===== Extracted records
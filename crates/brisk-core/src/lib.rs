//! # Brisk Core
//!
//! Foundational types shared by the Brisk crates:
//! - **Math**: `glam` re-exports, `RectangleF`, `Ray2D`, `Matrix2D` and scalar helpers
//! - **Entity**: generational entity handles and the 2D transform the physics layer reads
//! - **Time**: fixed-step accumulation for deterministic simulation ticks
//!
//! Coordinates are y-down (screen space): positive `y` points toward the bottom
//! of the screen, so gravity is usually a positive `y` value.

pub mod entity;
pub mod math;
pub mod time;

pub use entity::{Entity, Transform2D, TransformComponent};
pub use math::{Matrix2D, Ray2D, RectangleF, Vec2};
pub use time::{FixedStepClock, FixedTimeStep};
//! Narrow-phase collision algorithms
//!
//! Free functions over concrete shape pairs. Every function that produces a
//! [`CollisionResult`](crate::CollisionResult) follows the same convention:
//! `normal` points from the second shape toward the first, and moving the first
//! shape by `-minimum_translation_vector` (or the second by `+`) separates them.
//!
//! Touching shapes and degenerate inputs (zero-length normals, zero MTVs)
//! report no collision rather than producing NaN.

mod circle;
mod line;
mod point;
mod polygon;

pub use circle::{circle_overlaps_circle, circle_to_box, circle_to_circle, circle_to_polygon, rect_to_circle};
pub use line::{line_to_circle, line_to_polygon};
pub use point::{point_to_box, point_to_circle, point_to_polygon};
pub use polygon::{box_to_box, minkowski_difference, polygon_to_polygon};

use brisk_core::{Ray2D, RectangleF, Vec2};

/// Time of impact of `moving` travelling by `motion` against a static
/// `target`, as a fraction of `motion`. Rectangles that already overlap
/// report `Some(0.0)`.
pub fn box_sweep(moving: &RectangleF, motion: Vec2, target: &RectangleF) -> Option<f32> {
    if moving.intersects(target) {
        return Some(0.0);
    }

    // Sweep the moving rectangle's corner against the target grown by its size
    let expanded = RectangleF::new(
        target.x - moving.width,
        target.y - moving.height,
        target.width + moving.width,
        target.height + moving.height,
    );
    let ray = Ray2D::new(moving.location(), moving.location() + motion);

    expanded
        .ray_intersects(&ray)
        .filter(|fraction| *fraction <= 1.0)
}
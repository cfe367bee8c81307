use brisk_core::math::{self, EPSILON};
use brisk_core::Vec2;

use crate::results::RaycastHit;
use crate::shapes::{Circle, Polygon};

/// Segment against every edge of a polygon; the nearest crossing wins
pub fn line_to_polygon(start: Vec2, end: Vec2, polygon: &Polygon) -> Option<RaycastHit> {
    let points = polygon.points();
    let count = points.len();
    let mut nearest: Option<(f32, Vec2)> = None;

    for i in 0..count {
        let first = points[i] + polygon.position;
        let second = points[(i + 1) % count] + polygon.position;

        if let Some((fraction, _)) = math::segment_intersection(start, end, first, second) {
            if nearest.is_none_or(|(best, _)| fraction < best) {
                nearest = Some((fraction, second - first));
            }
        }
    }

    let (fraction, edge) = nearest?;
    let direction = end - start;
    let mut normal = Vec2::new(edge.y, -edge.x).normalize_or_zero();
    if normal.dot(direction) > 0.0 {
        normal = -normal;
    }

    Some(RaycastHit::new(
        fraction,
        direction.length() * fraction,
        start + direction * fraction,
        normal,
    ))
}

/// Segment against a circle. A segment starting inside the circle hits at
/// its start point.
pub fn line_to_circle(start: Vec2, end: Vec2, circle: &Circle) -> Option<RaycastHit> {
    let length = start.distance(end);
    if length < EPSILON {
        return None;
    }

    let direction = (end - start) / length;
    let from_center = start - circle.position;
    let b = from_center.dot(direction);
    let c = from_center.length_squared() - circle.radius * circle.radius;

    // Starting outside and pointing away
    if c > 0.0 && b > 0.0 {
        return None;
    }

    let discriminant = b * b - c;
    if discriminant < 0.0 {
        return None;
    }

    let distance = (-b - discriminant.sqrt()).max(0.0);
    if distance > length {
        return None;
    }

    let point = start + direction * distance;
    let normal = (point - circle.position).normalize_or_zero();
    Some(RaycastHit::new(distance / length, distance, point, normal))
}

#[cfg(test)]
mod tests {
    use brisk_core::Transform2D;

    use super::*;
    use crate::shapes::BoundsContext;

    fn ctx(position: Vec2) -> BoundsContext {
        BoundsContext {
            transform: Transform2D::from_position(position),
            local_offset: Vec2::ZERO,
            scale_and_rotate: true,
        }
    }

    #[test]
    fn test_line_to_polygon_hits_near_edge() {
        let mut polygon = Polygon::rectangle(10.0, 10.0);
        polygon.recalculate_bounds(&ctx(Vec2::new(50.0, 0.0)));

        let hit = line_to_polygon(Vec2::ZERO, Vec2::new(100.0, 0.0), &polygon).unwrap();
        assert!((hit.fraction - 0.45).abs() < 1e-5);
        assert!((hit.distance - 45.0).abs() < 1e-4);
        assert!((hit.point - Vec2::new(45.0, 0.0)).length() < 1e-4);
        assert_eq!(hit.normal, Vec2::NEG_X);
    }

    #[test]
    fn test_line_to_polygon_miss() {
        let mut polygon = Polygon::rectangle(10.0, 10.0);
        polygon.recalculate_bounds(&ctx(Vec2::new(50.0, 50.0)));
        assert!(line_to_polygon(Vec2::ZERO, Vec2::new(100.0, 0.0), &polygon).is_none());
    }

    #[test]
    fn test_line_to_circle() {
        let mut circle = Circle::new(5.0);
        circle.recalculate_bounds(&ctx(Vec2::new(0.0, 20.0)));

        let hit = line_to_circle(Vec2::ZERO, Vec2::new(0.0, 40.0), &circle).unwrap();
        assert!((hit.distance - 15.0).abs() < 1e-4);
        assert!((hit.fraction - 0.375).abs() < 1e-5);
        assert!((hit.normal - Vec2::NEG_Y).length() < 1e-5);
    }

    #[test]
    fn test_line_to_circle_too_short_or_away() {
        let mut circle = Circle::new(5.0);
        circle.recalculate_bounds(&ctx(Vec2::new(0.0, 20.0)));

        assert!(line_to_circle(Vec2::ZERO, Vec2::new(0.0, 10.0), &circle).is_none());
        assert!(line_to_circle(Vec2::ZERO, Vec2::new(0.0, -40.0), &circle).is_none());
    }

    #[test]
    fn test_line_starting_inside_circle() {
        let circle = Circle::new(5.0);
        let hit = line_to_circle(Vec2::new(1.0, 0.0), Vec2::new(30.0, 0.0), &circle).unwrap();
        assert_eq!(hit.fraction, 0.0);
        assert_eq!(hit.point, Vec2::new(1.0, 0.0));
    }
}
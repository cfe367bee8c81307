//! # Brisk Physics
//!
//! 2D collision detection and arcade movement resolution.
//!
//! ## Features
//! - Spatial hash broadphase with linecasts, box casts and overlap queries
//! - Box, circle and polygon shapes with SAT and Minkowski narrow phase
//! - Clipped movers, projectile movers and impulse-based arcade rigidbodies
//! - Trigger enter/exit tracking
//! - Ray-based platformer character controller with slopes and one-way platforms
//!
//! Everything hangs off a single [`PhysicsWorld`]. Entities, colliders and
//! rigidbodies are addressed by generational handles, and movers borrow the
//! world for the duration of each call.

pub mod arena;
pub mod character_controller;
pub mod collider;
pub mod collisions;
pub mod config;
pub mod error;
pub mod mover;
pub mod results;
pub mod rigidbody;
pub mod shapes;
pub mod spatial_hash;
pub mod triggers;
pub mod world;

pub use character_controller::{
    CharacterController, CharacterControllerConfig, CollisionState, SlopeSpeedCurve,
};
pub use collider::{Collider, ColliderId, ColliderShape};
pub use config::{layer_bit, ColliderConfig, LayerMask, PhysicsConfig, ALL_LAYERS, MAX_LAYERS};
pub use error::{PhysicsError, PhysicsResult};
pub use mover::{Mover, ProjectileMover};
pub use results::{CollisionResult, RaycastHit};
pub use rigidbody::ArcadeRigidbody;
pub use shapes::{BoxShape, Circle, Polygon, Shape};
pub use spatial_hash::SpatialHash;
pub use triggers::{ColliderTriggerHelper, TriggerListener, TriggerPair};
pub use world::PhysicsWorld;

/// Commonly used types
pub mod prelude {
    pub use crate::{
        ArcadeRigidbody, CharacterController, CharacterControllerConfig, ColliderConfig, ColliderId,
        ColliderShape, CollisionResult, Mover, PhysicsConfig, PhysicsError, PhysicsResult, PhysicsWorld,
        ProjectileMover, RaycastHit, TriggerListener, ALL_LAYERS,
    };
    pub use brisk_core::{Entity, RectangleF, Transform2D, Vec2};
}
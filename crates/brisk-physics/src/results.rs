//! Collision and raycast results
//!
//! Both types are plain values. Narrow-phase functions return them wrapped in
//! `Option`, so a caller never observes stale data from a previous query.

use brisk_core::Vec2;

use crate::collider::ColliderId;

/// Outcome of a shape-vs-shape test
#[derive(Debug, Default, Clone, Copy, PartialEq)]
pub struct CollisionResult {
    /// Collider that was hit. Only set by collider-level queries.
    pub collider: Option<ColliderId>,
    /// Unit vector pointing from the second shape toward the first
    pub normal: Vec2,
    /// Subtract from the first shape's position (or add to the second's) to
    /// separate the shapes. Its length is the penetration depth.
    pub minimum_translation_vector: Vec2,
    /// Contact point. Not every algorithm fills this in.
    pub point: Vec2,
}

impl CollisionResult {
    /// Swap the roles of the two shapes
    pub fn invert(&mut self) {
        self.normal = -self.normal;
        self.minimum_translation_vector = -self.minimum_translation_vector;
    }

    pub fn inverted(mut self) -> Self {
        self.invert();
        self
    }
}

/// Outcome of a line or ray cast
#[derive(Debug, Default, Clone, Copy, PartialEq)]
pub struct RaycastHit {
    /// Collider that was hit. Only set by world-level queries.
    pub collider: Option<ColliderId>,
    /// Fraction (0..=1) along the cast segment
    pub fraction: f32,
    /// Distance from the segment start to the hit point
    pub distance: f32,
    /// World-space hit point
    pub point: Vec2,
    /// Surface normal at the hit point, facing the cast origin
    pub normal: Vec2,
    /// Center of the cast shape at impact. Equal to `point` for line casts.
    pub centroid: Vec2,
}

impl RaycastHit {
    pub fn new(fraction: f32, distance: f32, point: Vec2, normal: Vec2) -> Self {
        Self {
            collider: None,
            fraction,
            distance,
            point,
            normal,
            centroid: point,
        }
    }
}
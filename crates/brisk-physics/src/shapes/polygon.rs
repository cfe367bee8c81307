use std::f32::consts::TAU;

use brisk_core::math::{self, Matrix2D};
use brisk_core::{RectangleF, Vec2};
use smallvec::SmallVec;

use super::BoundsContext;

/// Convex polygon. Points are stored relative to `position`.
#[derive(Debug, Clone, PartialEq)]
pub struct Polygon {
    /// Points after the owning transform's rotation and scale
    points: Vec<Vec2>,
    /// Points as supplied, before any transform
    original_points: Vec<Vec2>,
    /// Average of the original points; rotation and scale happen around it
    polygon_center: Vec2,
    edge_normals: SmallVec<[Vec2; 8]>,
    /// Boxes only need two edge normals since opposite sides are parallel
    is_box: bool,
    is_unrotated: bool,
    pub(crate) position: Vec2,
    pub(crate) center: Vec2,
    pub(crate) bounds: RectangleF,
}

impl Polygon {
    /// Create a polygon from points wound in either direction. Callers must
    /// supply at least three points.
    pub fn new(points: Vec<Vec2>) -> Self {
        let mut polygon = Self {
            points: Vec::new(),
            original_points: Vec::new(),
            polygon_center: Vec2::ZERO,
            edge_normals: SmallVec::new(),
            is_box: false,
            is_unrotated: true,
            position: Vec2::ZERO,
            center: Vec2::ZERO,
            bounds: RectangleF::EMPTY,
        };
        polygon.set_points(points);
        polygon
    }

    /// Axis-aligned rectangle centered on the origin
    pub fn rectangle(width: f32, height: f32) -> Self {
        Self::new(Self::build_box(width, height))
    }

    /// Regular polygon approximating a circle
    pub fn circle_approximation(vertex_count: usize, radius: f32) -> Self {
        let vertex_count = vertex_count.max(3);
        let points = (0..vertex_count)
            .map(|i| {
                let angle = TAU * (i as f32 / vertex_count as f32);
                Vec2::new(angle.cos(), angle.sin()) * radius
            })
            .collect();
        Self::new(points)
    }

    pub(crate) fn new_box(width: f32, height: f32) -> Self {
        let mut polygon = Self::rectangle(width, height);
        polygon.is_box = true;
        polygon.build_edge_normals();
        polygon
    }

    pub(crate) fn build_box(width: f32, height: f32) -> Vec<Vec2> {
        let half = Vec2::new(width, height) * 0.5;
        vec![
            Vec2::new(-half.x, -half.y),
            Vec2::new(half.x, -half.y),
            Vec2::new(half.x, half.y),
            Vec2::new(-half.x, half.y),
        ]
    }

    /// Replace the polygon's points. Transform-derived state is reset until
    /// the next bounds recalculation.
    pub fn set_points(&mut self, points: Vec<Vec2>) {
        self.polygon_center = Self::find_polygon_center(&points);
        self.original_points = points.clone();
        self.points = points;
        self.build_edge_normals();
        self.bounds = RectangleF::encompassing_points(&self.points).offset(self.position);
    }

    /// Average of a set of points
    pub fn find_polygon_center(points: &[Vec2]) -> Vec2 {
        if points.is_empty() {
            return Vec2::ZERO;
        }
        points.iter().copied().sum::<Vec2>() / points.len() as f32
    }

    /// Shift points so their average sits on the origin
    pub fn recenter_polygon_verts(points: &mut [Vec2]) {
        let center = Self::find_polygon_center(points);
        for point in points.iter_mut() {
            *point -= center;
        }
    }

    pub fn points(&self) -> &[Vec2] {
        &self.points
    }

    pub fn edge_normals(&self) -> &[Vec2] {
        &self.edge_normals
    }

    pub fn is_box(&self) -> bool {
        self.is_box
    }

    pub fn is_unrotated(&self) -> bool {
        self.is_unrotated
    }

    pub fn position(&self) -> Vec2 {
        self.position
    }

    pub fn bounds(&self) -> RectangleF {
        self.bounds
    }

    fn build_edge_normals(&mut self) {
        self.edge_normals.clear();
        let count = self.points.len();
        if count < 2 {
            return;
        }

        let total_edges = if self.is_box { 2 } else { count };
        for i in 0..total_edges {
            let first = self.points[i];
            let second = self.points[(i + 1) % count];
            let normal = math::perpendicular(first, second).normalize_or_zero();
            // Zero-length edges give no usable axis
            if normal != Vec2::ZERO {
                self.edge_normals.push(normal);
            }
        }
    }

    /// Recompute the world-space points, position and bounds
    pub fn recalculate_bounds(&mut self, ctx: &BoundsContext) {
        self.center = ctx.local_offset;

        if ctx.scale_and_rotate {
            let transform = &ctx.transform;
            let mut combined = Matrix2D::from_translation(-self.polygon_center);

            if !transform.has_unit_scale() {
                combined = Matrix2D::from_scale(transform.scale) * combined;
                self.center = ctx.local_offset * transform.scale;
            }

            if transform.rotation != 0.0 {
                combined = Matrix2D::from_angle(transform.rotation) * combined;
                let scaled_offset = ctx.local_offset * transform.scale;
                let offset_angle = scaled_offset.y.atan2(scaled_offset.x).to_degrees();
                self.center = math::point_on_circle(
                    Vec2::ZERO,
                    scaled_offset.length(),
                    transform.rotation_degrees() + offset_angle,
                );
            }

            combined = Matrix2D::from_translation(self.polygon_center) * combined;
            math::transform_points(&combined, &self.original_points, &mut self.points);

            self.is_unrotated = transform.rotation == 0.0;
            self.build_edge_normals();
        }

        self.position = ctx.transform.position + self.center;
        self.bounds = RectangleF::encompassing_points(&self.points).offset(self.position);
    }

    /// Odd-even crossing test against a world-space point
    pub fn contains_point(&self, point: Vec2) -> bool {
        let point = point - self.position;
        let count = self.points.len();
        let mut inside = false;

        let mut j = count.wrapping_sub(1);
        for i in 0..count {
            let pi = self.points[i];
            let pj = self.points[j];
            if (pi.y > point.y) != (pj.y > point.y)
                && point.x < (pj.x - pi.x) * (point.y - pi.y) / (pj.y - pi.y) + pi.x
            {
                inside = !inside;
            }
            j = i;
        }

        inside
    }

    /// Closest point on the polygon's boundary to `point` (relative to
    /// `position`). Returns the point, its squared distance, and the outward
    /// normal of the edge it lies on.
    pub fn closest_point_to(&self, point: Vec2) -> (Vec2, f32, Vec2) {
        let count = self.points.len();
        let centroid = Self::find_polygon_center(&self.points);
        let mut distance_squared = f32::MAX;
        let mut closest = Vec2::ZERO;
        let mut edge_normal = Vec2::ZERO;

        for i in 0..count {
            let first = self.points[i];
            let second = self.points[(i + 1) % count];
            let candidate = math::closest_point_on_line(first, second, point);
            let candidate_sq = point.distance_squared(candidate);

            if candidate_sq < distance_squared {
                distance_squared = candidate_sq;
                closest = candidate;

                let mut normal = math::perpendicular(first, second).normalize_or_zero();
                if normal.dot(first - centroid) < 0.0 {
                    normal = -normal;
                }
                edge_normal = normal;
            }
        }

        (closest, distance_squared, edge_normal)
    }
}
==========
- How to complete this task
The entries above hold the needed span. Transcribe exactly the lines from the one with "Foundational types shared" to the one with "by its size", both included.

- Task response
//! Foundational types shared by the Brisk crates:
//! - **Math**: `glam` re-exports, `RectangleF`, `Ray2D`, `Matrix2D` and scalar helpers
//! - **Entity**: generational entity handles and the 2D transform the physics layer reads
//! - **Time**: fixed-step accumulation for deterministic simulation ticks
//!
//! Coordinates are y-down (screen space): positive `y` points toward the bottom
//! of the screen, so gravity is usually a positive `y` value.

pub mod entity;
pub mod math;
pub mod time;

pub use entity::{Entity, Transform2D, TransformComponent};
pub use math::{Matrix2D, Ray2D, RectangleF, Vec2};
pub use time::{FixedStepClock, FixedTimeStep};
//! Narrow-phase collision algorithms
//!
//! Free functions over concrete shape pairs. Every function that produces a
//! [`CollisionResult`](crate::CollisionResult) follows the same convention:
//! `normal` points from the second shape toward the first, and moving the first
//! shape by `-minimum_translation_vector` (or the second by `+`) separates them.
//!
//! Touching shapes and degenerate inputs (zero-length normals, zero MTVs)
//! report no collision rather than producing NaN.

mod circle;
mod line;
mod point;
mod polygon;

pub use circle::{circle_overlaps_circle, circle_to_box, circle_to_circle, circle_to_polygon, rect_to_circle};
pub use line::{line_to_circle, line_to_polygon};
pub use point::{point_to_box, point_to_circle, point_to_polygon};
pub use polygon::{box_to_box, minkowski_difference, polygon_to_polygon};

use brisk_core::{Ray2D, RectangleF, Vec2};

/// Time of impact of `moving` travelling by `motion` against a static
/// `target`, as a fraction of `motion`. Rectangles that already overlap
/// report `Some(0.0)`.
pub fn box_sweep(moving: &RectangleF, motion: Vec2, target: &RectangleF) -> Option<f32> {
    if moving.intersects(target) {
        return Some(0.0);
    }

    // Sweep the moving rectangle's corner against the target grown by its size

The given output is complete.